■ **ASSIGNMENT**: Give again, word for word, every line in the entries below from the line with "Unmodified character key" up to and including the line with "interrupt combination (Ctrl+C)", and no other line.
*** Opening SOURCE RECORDS ***
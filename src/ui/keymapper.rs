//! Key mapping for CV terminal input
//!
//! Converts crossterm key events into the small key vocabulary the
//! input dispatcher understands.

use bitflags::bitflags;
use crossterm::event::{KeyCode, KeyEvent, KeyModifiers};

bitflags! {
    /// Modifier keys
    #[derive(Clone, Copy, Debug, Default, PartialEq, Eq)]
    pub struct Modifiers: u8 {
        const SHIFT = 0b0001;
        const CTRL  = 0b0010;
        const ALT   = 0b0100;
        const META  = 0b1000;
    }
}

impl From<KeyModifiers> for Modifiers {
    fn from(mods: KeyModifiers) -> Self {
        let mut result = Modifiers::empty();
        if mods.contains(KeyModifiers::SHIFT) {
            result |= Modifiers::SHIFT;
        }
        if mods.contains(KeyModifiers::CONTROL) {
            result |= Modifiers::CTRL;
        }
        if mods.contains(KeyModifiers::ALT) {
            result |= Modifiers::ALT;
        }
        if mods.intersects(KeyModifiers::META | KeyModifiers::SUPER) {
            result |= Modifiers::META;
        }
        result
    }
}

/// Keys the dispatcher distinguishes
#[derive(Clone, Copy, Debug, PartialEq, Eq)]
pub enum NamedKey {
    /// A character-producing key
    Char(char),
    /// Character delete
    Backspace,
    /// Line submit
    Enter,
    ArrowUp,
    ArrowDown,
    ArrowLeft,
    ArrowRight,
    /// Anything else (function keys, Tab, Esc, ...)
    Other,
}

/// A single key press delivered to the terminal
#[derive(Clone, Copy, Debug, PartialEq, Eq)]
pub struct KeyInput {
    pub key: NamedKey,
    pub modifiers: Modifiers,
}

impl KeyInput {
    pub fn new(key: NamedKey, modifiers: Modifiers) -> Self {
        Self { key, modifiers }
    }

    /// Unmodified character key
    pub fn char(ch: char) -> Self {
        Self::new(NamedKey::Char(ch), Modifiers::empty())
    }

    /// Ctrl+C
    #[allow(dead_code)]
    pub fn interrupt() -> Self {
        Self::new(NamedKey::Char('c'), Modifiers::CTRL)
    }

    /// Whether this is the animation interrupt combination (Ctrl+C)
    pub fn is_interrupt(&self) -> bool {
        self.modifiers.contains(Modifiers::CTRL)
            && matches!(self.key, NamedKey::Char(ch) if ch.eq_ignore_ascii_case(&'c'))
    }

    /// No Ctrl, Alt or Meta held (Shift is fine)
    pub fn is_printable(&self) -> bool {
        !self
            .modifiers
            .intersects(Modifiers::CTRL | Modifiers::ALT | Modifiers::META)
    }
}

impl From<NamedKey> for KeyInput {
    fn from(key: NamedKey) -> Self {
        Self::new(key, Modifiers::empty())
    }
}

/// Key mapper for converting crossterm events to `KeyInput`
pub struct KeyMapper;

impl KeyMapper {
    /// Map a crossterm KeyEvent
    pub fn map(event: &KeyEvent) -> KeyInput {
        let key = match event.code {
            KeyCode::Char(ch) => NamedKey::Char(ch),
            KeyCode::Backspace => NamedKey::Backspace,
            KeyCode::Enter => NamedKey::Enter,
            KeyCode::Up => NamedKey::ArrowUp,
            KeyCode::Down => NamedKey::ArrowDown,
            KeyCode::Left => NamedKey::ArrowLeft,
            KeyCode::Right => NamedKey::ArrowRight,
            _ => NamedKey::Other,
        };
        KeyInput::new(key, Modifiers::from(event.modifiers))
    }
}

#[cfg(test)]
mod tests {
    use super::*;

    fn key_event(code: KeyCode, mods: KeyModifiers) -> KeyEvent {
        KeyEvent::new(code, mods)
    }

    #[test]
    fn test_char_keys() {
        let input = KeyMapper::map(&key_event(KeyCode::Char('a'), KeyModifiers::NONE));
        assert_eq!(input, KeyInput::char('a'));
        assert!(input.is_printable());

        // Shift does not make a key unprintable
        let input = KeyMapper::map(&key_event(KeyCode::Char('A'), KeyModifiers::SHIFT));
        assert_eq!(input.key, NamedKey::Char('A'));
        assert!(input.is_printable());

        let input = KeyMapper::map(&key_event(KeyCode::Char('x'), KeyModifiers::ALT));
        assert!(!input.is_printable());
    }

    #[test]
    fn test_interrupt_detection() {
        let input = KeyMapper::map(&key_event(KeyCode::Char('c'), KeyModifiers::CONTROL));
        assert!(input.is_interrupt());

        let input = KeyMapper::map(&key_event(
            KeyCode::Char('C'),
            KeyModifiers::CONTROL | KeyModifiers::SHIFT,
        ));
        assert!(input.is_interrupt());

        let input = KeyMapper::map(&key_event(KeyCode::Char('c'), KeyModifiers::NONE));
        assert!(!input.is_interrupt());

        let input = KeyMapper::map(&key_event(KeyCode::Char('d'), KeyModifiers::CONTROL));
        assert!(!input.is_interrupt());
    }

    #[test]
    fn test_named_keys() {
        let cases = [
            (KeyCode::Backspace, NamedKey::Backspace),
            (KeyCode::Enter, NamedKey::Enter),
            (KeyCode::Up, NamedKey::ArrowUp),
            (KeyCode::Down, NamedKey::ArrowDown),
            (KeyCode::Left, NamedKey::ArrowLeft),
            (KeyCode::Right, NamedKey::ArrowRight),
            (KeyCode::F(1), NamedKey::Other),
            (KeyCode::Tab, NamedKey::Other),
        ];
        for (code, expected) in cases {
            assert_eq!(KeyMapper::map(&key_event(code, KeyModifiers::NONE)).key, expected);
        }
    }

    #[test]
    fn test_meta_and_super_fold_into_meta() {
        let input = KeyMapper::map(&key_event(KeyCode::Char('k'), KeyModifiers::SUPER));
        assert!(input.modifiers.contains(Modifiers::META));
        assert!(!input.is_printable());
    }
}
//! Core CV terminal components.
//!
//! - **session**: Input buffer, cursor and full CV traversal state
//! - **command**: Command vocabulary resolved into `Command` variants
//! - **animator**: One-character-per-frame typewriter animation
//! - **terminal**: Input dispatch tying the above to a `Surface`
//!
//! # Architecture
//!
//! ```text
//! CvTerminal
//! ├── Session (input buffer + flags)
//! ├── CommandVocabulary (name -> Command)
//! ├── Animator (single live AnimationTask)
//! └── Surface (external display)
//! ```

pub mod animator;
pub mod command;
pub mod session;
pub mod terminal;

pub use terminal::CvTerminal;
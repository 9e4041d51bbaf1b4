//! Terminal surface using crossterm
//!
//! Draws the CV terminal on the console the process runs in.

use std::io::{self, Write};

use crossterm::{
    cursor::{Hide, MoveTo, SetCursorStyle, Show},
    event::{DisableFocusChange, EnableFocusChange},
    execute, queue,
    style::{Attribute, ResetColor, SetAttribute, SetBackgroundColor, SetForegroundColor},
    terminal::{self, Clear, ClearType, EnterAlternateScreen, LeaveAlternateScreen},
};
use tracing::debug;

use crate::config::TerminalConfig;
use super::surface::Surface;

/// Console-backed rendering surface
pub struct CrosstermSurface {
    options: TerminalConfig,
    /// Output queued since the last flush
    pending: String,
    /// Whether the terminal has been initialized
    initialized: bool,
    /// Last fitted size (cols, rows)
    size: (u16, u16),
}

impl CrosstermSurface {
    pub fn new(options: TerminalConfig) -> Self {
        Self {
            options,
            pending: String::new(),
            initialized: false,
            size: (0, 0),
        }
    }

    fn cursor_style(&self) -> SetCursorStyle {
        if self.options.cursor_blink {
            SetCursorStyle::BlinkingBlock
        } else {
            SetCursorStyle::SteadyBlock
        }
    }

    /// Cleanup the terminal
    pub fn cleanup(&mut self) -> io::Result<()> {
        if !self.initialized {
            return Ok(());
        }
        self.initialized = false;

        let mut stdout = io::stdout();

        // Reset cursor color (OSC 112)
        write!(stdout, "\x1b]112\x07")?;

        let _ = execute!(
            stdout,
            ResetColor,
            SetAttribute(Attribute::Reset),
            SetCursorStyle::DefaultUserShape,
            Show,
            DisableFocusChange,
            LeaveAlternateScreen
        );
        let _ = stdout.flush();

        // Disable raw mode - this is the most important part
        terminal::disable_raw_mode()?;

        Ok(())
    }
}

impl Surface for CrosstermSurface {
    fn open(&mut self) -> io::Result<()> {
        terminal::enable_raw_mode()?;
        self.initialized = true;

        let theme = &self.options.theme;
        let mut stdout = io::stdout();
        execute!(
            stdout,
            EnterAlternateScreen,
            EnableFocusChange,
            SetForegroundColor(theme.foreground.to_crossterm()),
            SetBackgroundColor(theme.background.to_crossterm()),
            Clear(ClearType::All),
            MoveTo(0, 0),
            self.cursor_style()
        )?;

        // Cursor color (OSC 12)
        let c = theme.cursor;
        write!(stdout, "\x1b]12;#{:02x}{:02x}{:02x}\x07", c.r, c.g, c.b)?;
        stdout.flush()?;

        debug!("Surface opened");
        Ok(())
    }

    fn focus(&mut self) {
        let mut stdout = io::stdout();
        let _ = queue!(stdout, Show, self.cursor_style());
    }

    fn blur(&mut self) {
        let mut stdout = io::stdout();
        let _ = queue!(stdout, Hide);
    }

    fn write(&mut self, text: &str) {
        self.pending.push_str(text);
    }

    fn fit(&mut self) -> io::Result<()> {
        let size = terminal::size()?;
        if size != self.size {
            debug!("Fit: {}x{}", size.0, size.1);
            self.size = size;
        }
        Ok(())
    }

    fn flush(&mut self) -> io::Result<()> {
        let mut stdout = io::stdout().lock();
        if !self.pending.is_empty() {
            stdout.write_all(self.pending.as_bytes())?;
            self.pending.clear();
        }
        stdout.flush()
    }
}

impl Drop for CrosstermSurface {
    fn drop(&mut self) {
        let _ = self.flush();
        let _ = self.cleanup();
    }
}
*** Closing SOURCE RECORDS ***
■ **SOLUTION TO THE PROBLEM**:
    /// Unmodified character key
    pub fn char(ch: char) -> Self {
        Self::new(NamedKey::Char(ch), Modifiers::empty())
    }

    /// Ctrl+C
    #[allow(dead_code)]
    pub fn interrupt() -> Self {
        Self::new(NamedKey::Char('c'), Modifiers::CTRL)
    }

    /// Whether this is the animation interrupt combination (Ctrl+C)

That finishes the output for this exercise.